> [What to produce]: Each line of the data below that holds the word "ClientFrame" is to be reported in full.

> [Entries shown]:
━━━━━━━━━━━━━━━━
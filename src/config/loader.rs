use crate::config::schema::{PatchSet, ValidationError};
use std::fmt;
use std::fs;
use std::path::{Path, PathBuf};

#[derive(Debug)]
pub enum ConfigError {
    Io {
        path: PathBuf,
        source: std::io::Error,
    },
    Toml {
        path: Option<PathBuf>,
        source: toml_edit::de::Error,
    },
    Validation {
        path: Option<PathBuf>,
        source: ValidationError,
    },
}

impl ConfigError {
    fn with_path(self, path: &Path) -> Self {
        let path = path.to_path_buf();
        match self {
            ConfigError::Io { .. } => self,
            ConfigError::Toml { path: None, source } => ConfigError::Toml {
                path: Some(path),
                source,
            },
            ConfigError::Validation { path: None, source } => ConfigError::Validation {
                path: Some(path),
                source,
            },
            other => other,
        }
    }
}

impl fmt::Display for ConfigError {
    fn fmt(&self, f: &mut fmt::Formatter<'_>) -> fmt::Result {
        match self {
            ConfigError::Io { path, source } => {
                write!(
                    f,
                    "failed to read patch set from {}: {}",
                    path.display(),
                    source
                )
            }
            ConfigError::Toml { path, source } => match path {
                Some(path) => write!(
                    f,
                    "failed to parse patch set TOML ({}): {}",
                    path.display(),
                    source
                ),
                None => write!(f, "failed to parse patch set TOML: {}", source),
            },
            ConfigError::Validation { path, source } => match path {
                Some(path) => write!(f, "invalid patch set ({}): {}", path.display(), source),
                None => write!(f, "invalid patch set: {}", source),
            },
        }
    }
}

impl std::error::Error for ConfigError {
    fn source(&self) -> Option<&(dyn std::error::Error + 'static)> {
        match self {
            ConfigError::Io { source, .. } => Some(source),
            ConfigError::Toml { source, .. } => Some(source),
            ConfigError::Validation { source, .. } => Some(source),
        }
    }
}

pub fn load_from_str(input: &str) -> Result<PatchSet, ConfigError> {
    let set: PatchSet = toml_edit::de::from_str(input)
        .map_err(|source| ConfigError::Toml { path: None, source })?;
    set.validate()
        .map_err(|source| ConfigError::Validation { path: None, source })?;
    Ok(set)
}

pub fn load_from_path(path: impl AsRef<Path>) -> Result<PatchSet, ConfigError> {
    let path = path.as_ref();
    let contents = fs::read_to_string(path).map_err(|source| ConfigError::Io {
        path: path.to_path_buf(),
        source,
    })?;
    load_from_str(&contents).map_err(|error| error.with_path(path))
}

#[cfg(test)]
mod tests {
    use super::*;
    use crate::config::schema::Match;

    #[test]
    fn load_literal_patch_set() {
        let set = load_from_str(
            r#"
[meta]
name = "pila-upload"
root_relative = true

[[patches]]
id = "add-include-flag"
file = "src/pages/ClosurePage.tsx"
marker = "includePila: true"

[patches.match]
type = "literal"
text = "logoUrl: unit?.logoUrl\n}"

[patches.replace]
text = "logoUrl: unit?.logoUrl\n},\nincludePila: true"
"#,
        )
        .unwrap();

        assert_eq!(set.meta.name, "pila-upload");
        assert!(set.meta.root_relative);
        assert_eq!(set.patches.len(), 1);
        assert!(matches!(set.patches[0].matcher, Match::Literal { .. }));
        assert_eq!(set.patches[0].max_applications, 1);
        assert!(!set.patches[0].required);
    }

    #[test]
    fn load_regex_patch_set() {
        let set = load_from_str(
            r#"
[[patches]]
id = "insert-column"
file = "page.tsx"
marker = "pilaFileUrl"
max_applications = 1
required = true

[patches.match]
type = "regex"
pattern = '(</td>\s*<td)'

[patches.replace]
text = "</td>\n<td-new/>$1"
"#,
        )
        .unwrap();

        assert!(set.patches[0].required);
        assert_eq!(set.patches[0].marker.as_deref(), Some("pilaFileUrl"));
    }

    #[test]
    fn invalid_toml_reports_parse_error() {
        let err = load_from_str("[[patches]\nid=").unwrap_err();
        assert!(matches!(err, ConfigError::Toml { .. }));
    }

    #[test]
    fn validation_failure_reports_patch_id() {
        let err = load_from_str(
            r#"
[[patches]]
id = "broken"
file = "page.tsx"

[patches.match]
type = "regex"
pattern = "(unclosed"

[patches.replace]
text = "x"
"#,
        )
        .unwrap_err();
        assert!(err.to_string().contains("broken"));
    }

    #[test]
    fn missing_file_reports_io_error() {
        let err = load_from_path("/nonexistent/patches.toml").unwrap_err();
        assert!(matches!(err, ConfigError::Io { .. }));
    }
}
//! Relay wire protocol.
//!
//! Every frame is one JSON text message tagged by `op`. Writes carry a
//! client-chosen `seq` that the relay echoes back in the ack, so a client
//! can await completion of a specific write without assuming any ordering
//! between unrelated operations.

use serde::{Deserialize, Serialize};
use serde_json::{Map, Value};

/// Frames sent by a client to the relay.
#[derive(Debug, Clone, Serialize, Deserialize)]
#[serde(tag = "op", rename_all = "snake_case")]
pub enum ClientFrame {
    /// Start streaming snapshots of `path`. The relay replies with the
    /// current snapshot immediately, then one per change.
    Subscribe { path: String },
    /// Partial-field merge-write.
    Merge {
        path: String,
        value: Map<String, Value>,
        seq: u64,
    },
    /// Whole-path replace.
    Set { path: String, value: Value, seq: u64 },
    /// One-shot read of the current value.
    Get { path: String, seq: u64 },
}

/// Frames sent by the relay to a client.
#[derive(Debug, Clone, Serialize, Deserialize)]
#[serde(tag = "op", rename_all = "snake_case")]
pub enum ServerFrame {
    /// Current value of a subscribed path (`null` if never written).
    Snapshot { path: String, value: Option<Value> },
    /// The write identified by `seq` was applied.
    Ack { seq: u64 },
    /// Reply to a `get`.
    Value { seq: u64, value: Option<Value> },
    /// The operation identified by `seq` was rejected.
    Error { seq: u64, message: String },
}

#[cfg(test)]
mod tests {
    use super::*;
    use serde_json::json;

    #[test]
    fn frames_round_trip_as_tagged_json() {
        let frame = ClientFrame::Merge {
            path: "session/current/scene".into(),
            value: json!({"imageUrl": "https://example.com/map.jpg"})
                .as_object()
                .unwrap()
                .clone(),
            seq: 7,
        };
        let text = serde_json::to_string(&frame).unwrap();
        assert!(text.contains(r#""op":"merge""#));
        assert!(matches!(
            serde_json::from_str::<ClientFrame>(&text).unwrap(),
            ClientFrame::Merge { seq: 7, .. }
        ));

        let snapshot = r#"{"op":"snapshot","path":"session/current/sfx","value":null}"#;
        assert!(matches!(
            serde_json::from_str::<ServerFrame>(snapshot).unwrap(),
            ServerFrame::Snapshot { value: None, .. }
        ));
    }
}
━━━━━━━━━━━━━━━━
> [Output for this exercise]:
pub enum ClientFrame {
        let frame = ClientFrame::Merge {
            serde_json::from_str::<ClientFrame>(&text).unwrap(),
            ClientFrame::Merge { seq: 7, .. }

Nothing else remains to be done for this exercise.